Posted tagged ‘poetry about Chinese Restaurant’

National Poetry Month – Day 5 – “Far”

April 5, 2011

Here’s a kind of sad draft poem.  I am very uncertain of the title, and the poem itself, especially the last lines.   I had a few alternatives, but they seemed susceptible to misconstruction, so went with this.

Far

We pushed from cold night into a Chinese restaurant.
The oldest couple in my group had, some time before,
lost their adult child.  It had been sudden, she
had been young.
The restaurant was over-bright, the fluorescent lights
reverberating like the din; one waitress wiped down the
table, another balanced a rounded pot of tea and a fist’s stack
of cups, the pot so full that tea brimmed to the edge of its
long neck, then was swallowed again, a
lithe shining tongue, each time she placed
a cup, which, like an egg shell,
seemed to pocket a translucency of
rice or seed pearls.
It was hard to look at the couple,
who had lost their child, every expression–their patience
with the waitresses, their concern about the crowd–was there space?
Were there chairs?–a barely translucent mask over ragged
loss, their faces like the extremity
of an icon, the bronze saint in a temple, church, whose foot has been rubbed
to a bare smooth grip, like a slip of soap, by petitioners who have
prayed to be washed clean, not of sin, but suffering.

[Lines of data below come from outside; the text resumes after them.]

/// Tests for the analytics surface: error taxonomy, upload envelope, action
/// events and environment switches.
use std::sync::{Arc, Mutex};

use futures_util::future::{self, BoxFuture, FutureExt};
use serde_json::{json, Map, Value};
use serial_test::serial;

use cdp_sdk::analytics::*;
use cdp_sdk::config::AnalyticsConfig;
use cdp_sdk::errors::{CdpError, HttpErrorType};

#[derive(Default)]
struct RecordingSink {
    events: Mutex<Vec<EventData>>,
}

impl EventSink for RecordingSink {
    fn send(&self, event: EventData) -> BoxFuture<'static, ()> {
        self.events.lock().unwrap().push(event);
        future::ready(()).boxed()
    }
}

// ---------------------------------------------------------------------------
// Taxonomy
// ---------------------------------------------------------------------------

#[test]
fn test_input_validation_is_not_trackable() {
    assert!(!is_trackable(&CdpError::UserInputValidation(
        "amount must be positive".into()
    )));
}

#[test]
fn test_network_errors_are_trackable() {
    for error_type in [
        HttpErrorType::NetworkTimeout,
        HttpErrorType::NetworkConnectionFailed,
        HttpErrorType::NetworkIpBlocked,
        HttpErrorType::NetworkDnsFailure,
    ] {
        assert!(is_trackable(&CdpError::network(error_type, "down", false)));
    }
}

#[test]
fn test_classified_api_errors_are_expected() {
    for error_type in [
        HttpErrorType::NotFound,
        HttpErrorType::InvalidRequest,
        HttpErrorType::Unauthorized,
        HttpErrorType::RateLimitExceeded,
        HttpErrorType::FaucetLimitExceeded,
    ] {
        assert!(!is_trackable(&CdpError::api(400, error_type, "rejected")));
    }
    assert!(is_trackable(&CdpError::api(
        500,
        HttpErrorType::UnexpectedError,
        "boom"
    )));
}

#[test]
fn test_other_errors_are_trackable() {
    assert!(is_trackable(&CdpError::JsonError("bad".into())));
    assert!(is_trackable(&CdpError::Timeout("user operation".into())));
    assert!(is_trackable(&CdpError::Other("anything".into())));
}

#[test]
fn test_error_type_parse() {
    assert_eq!(HttpErrorType::parse("not_found"), HttpErrorType::NotFound);
    assert_eq!(
        HttpErrorType::parse("faucet_limit_exceeded"),
        HttpErrorType::FaucetLimitExceeded
    );
    assert_eq!(HttpErrorType::parse("brand_new_kind"), HttpErrorType::Unknown);
    assert_eq!(HttpErrorType::UnexpectedError.as_str(), "unexpected_error");
}

// ---------------------------------------------------------------------------
// Envelope
// ---------------------------------------------------------------------------

#[test]
fn test_payload_envelope_and_checksum() {
    let event = EventData::Error(ErrorEventData {
        method: "create_end_user".into(),
        message: "Network error".into(),
        stack: None,
    });
    let payload = build_payload(&event, "key-id", "client-123", 1_700_000_000_000).unwrap();

    assert_eq!(payload["client"], "client-123");
    let stringified = payload["e"].as_str().unwrap();
    assert_eq!(
        payload["checksum"].as_str().unwrap(),
        checksum(stringified, 1_700_000_000_000)
    );
    assert_eq!(payload["checksum"].as_str().unwrap().len(), 32);

    let events: Vec<Value> = serde_json::from_str(stringified).unwrap();
    assert_eq!(events.len(), 1);
    let record = &events[0];
    assert_eq!(record["user_id"], "key-id");
    assert_eq!(record["event_type"], "error");
    assert_eq!(record["platform"], "server");
    assert_eq!(record["timestamp"], 1_700_000_000_000u64);

    let props = &record["event_properties"];
    assert_eq!(props["name"], "error");
    assert_eq!(props["method"], "create_end_user");
    assert_eq!(props["message"], "Network error");
    assert_eq!(props["project_name"], "cdp-sdk");
    assert_eq!(props["cdp_sdk_language"], SDK_LANGUAGE);
    assert_eq!(props["version"], env!("CARGO_PKG_VERSION"));
}

#[test]
fn test_checksum_is_md5_of_events_and_timestamp() {
    use md5::{Digest, Md5};

    let expected = hex::encode(Md5::digest(b"[{\"a\":1}]1700000000000"));
    assert_eq!(checksum("[{\"a\":1}]", 1_700_000_000_000), expected);
    assert_ne!(checksum("[]", 0), checksum("[]", 1));
    assert_eq!(checksum("abc", 12), checksum("abc1", 2));
}

#[test]
fn test_action_event_serializes_account_type() {
    let event = action_event("list_token_balances", Some(AccountType::EvmSmart), None);
    let value = serde_json::to_value(&event).unwrap();
    assert_eq!(value["name"], "action");
    assert_eq!(value["action"], "list_token_balances");
    assert_eq!(value["account_type"], "evm_smart");
}

// ---------------------------------------------------------------------------
// Action events
// ---------------------------------------------------------------------------

fn props(value: Value) -> Option<Map<String, Value>> {
    match value {
        Value::Object(map) => Some(map),
        _ => None,
    }
}

#[test]
fn test_action_event_rewrites_custom_rpc_network() {
    let event = action_event(
        "send_transaction",
        Some(AccountType::EvmServer),
        props(json!({ "network": "https://rpc.example.com/v1/abc" })),
    );
    let data = event.as_action().unwrap();
    let properties = data.properties.as_ref().unwrap();
    assert_eq!(properties["network"], "custom");
    assert_eq!(properties["customRpcHost"], "rpc.example.com");
}

#[test]
fn test_action_event_keeps_named_network() {
    let event = action_event(
        "request_faucet",
        None,
        props(json!({ "network": "base-sepolia" })),
    );
    let properties = event.as_action().unwrap().properties.clone().unwrap();
    assert_eq!(properties["network"], "base-sepolia");
    assert!(!properties.contains_key("customRpcHost"));
}

#[test]
fn test_action_event_unparseable_rpc_url() {
    let event = action_event("swap", None, props(json!({ "network": "http://" })));
    let properties = event.as_action().unwrap().properties.clone().unwrap();
    assert_eq!(properties["network"], "custom");
    assert_eq!(properties["customRpcHost"], Value::Null);
}

#[test]
fn test_track_action_records_event() {
    let sink = Arc::new(RecordingSink::default());
    let analytics = Analytics::with_sink(AnalyticsConfig::default(), sink.clone());

    analytics.track_action("create_end_user", None, None);

    let events = sink.events.lock().unwrap();
    assert_eq!(events.len(), 1);
    assert_eq!(events[0].as_action().unwrap().action, "create_end_user");
}

#[test]
fn test_track_action_disabled_records_nothing() {
    let sink = Arc::new(RecordingSink::default());
    let config = AnalyticsConfig {
        usage_tracking: false,
        ..AnalyticsConfig::default()
    };
    let analytics = Analytics::with_sink(config, sink.clone());

    analytics.track_action("create_end_user", None, None);
    assert!(sink.events.lock().unwrap().is_empty());
}

#[test]
fn test_registry_honors_error_reporting_switch() {
    let sink = Arc::new(RecordingSink::default());
    let config = AnalyticsConfig {
        error_reporting: false,
        ..AnalyticsConfig::default()
    };
    let analytics = Analytics::with_sink(config, sink);

    struct Widget {
        _id: u8,
    }
    let registry = analytics.registry::<Widget>("Widget");
    let _method = registry.sync_method("noop", |_: &Widget, (v,): (u8,)| Ok(v)).unwrap();
    registry.instrument();
    assert_eq!(registry.layers(), 0);
    assert_eq!(registry.type_name(), "Widget");
}

// ---------------------------------------------------------------------------
// Environment
// ---------------------------------------------------------------------------

#[test]
#[serial]
fn test_analytics_config_from_env() {
    std::env::remove_var("DISABLE_CDP_ERROR_REPORTING");
    std::env::remove_var("DISABLE_CDP_USAGE_TRACKING");
    let config = AnalyticsConfig::from_env();
    assert!(config.error_reporting);
    assert!(config.usage_tracking);

    std::env::set_var("DISABLE_CDP_ERROR_REPORTING", "true");
    std::env::set_var("DISABLE_CDP_USAGE_TRACKING", "1");
    let config = AnalyticsConfig::from_env();
    assert!(!config.error_reporting);
    assert!(config.usage_tracking);

    std::env::set_var("DISABLE_CDP_USAGE_TRACKING", "true");
    assert!(!AnalyticsConfig::from_env().usage_tracking);

    std::env::remove_var("DISABLE_CDP_ERROR_REPORTING");
    std::env::remove_var("DISABLE_CDP_USAGE_TRACKING");
}

#[test]
fn test_disabled_analytics_turns_off_both_streams() {
    let analytics = Analytics::disabled();
    assert!(!analytics.config().error_reporting);
    assert!(!analytics.config().usage_tracking);
}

The teapot begged to be poured in great gulps; the waitress ran it
over the cups.  I could almost not look
at the couple, as if their pain
might brim over too, burn me just by sight,
and yet I also wanted to shift my seat,
make room, drink with them that
fresh, hot tea, hold tight
those faces that
seemed so far,
in that fluorescence,
from anything that felt like succor.

 

 

Post-Script – on rereading poem today (April 7), am sorry that the line breaks are kind of messed up–especially through the center.  Also wonder whether last lines should be:

those faces that seemed
so unapproachable
in that flourescence
by anything that seemed
like succor.

 

I don’t know.  “Unapproachable” kind of a mouthful.  Any suggestions are welcome!